The philosophy of Erlang and StreamBase align quite well. Quoting Mike Williams, one of the three inventors of Erlang:
- Find the right methods—Design by Prototyping
- It is not good enough to have ideas, you must also be able to implement them and know they work
- Make mistakes on a small scale, not in a production project
These philosophies of rapid development also apply to the way we've designed StreamBase; additionally, our customers also demand that much less technical users participate in the rapid implementation of ideas. StreamBase has a visual development approach that allows less technical, more "business" users - with mathematics, analytics, and business domain expertise - use the same tools as professional software developers.
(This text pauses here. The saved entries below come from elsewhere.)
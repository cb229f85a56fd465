//! User-facing sound output, gated by a persisted preference
use crate::{Mixer, SoundCue, Storage};
use log::{debug, info, warn};
use std::sync::{Arc, Mutex};

/// Storage key for the sound preference
pub const SOUND_KEY: &str = "pocket-sound";

/// Plays sound cues, gated by the user's persisted preference
pub struct Speaker {
    enabled: bool,

    /// An audio output is draining the mixer
    attached: bool,

    storage: Box<dyn Storage>,
    mixer: Arc<Mutex<Mixer>>,
}

impl Speaker {
    /// Builds a speaker, loading the preference once from `storage`
    ///
    /// A missing or unreadable preference leaves sound off.
    pub fn new(storage: Box<dyn Storage>) -> Self {
        let enabled = match storage.get(SOUND_KEY) {
            Ok(v) => v.as_deref() == Some("true"),
            Err(e) => {
                warn!("could not load sound preference: {e}");
                false
            }
        };
        info!("sound is {}", if enabled { "on" } else { "off" });
        Self {
            enabled,
            attached: false,
            storage,
            mixer: Arc::new(Mutex::new(Mixer::new())),
        }
    }

    /// Checks whether cues are audible
    pub fn enabled(&self) -> bool {
        self.enabled
    }

    /// Marks whether an audio output is consuming [`Speaker::mixer`]
    ///
    /// Voices only expire as the mixer is drained, so cues are dropped
    /// while nothing is attached.
    pub fn set_attached(&mut self, attached: bool) {
        self.attached = attached;
        if !attached {
            if let Ok(mut m) = self.mixer.lock() {
                m.stop();
            }
        }
    }

    /// Flips the preference, persisting it immediately
    pub fn toggle(&mut self) {
        self.set_enabled(!self.enabled);
    }

    /// Sets the preference, persisting it immediately
    ///
    /// A failed write is logged; the new value still applies to this session.
    pub fn set_enabled(&mut self, enabled: bool) {
        self.enabled = enabled;
        if !enabled {
            if let Ok(mut m) = self.mixer.lock() {
                m.stop();
            }
        }
        let v = if enabled { "true" } else { "false" };
        if let Err(e) = self.storage.set(SOUND_KEY, v) {
            warn!("could not save sound preference: {e}");
        }
    }

    /// Plays the given cue, if sound is enabled and an output is attached
    pub fn play(&self, cue: SoundCue) {
        if !self.enabled || !self.attached {
            return;
        }
        debug!("playing {cue:?}");
        match self.mixer.lock() {
            Ok(mut m) => m.play(cue),
            Err(_) => warn!("audio mixer is poisoned"),
        }
    }

    /// Returns a handle to the mixer, for the audio backend to drain
    pub fn mixer(&self) -> Arc<Mutex<Mixer>> {
        self.mixer.clone()
    }
}

#[cfg(test)]
mod test {
    use super::*;
    use crate::{MemoryStorage, StorageError};
    use std::{cell::RefCell, rc::Rc};

    /// Storage shared with the test, to simulate a reload
    #[derive(Clone, Default)]
    struct Shared(Rc<RefCell<MemoryStorage>>);

    impl Storage for Shared {
        fn get(&self, key: &str) -> Result<Option<String>, StorageError> {
            self.0.borrow().get(key)
        }
        fn set(&mut self, key: &str, value: &str) -> Result<(), StorageError> {
            self.0.borrow_mut().set(key, value)
        }
    }

    struct Broken;

    impl Storage for Broken {
        fn get(&self, _key: &str) -> Result<Option<String>, StorageError> {
            Err(StorageError::Unavailable("disabled".to_owned()))
        }
        fn set(&mut self, _: &str, _: &str) -> Result<(), StorageError> {
            Err(StorageError::Unavailable("disabled".to_owned()))
        }
    }

    #[test]
    fn defaults_off() {
        let s = Speaker::new(Box::new(MemoryStorage::new()));
        assert!(!s.enabled());
        s.play(SoundCue::Confirm);
        assert_eq!(s.mixer().lock().unwrap().active(), 0);
    }

    #[test]
    fn survives_reload() {
        let store = Shared::default();
        let mut s = Speaker::new(Box::new(store.clone()));
        s.toggle();
        assert!(s.enabled());
        drop(s);

        let mut s = Speaker::new(Box::new(store.clone()));
        assert!(s.enabled());
        s.toggle();
        drop(s);

        let s = Speaker::new(Box::new(store));
        assert!(!s.enabled());
    }

    #[test]
    fn gated_play() {
        let mut s = Speaker::new(Box::new(MemoryStorage::new()));
        s.set_attached(true);
        s.set_enabled(true);
        s.play(SoundCue::Secret);
        assert_eq!(s.mixer().lock().unwrap().active(), 4);

        // Muting silences whatever is still ringing
        s.set_enabled(false);
        assert_eq!(s.mixer().lock().unwrap().active(), 0);
        s.play(SoundCue::Secret);
        assert_eq!(s.mixer().lock().unwrap().active(), 0);
    }

    #[test]
    fn undrained_mixer_stays_empty() {
        let mut s = Speaker::new(Box::new(MemoryStorage::new()));
        s.set_enabled(true);
        for _ in 0..10_000 {
            s.play(SoundCue::Navigate);
        }
        assert_eq!(s.mixer().lock().unwrap().active(), 0);

        s.set_attached(true);
        s.play(SoundCue::Navigate);
        assert_eq!(s.mixer().lock().unwrap().active(), 1);

        // Losing the output drops whatever was queued
        s.set_attached(false);
        assert_eq!(s.mixer().lock().unwrap().active(), 0);
        s.play(SoundCue::Navigate);
        assert_eq!(s.mixer().lock().unwrap().active(), 0);
    }

    #[test]
    fn broken_storage_degrades() {
        let mut s = Speaker::new(Box::new(Broken));
        assert!(!s.enabled());
        s.toggle();
        assert!(s.enabled());
    }
}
What if we could add Erlang developers to that party? Event-driven, visual development, coupled with the power and rapid development of Erlang?
Well you can. Darach Ennis (@darachennis) shows us how in his recent presentation at Erlang UG in London.
StreamBase has a graphical, compiler-oriented programming language, targeted at serious developers, that can also be used by the less technical. Erlang programmers, and the Erjang folks with whom we share a virtual machine, do their thing in Erlang, and that code becomes a graphical "operator" on the StreamBase Studio pallet. In Darach's example he's used Erlang to implement a MACD analytic, and integrate that into a StreamBase-based trading system so it operates in the event-driven CEP application.
The combination of StreamBase and Erlang combines the best of both worlds: StreamBase for rapid, graphical development to develop low latency applications that process 100's of thousands of events a second. Combining "how," "why," and "under what conditions," real time streams are matched and processed. StreamBase allows business analysts, actuaries, quantitative contributors and developers to share a common language. An event-driven integration whiteboard, if you will, that compiles to efficient optimized native binary code. Add Erlang for development of analytics like MACD and you have a powerful combination.
Erlang support will be contributed soon to the StreamBase Component Exchange (SBX), our public "app exchange" for CEP integrations, applications, frameworks, and sample code. You'll already find support for Java, C++, R, Matlab, python, .NET. If you want to plug in some cool analytics written in C++, just do it. You want to exploit Basho's Riak? Sure, plug it in.
As a result, StreamBase allows developers control over how they exploit the facilities at their disposal. Use our graphical DSL for flow oriented algorithms and real time low latency high frequency data management. It's high performance from a human productivity and systemic perspective.